* _Work order_: Show every line of the data where the word "Resources" can be found.

* _Extracted entries_:

· · · ·

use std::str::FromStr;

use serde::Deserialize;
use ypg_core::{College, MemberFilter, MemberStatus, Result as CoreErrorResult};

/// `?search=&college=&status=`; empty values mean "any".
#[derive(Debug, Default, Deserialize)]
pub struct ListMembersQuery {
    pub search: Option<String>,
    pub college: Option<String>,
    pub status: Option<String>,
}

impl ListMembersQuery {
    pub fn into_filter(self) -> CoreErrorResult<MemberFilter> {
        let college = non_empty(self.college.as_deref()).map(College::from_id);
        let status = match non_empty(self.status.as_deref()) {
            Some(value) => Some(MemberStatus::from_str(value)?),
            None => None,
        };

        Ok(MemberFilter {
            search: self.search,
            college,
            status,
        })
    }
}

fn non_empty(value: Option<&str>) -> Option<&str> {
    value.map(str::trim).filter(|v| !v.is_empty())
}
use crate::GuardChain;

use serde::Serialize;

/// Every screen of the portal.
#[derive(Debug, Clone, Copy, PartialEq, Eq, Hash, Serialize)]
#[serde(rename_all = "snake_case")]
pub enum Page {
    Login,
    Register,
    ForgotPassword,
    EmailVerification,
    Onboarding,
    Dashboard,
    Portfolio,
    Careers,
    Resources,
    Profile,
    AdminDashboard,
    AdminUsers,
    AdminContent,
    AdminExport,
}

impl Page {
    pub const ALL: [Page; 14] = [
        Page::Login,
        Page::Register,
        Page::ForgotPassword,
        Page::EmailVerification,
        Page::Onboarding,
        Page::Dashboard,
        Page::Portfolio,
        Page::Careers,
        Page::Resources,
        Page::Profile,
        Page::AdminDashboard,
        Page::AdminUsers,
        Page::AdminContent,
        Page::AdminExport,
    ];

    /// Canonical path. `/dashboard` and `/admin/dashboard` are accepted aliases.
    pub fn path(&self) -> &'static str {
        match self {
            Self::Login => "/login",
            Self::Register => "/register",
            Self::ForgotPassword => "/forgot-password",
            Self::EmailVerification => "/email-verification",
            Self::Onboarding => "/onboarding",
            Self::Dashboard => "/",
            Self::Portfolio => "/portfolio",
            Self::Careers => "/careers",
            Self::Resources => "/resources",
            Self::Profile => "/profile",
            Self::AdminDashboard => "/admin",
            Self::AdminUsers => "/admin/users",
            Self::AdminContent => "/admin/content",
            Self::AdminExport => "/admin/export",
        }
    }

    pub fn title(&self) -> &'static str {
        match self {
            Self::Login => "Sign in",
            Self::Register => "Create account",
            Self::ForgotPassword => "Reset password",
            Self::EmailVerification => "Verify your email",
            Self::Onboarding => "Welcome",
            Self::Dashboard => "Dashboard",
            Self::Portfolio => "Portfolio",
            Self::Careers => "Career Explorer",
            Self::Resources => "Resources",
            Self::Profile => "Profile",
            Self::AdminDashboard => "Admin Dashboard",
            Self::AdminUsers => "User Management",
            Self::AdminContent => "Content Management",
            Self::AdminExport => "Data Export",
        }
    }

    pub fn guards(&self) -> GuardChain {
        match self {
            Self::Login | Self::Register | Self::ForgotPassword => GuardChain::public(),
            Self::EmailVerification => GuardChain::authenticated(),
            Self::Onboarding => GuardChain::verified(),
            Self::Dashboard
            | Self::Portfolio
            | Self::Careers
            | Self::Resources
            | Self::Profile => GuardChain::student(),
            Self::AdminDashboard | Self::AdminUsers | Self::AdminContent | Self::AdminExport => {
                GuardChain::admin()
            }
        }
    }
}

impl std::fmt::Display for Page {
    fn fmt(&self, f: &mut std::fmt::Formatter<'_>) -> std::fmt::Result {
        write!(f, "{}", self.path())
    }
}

· · · ·

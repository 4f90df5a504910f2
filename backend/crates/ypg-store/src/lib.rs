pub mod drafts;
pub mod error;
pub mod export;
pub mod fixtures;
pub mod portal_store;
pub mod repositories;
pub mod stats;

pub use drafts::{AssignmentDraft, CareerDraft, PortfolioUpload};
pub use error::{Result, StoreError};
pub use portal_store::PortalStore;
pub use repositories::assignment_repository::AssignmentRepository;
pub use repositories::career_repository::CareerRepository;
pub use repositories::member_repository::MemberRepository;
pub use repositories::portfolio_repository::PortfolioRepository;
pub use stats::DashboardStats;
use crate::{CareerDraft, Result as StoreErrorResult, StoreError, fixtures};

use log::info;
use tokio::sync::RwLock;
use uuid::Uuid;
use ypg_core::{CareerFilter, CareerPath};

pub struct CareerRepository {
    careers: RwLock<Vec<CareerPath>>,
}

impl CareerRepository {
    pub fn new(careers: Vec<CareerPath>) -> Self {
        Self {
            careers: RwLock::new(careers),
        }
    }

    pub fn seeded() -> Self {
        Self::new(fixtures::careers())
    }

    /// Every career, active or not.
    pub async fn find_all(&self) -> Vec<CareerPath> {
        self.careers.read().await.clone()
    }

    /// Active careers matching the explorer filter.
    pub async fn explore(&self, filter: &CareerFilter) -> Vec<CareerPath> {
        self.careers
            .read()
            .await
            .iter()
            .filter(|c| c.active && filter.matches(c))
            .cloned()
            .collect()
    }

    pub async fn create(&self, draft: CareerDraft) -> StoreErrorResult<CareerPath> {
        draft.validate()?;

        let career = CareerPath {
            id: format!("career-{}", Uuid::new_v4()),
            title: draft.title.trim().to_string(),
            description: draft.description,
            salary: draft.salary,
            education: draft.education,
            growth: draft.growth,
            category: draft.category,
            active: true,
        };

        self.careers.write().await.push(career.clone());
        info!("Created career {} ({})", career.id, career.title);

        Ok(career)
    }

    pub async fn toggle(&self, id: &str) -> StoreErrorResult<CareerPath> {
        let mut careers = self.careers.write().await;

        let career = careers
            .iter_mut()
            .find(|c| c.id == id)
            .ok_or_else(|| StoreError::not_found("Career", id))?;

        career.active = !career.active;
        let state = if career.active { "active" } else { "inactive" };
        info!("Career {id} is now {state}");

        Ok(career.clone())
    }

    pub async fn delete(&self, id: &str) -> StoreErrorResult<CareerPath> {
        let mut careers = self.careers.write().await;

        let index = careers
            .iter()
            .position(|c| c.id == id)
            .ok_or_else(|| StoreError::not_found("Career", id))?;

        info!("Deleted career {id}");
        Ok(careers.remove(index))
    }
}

· · · ·

* _Solution to this task_:
    Resources,
        Page::Resources,
            Self::Resources => "/resources",
            Self::Resources => "Resources",
            | Self::Resources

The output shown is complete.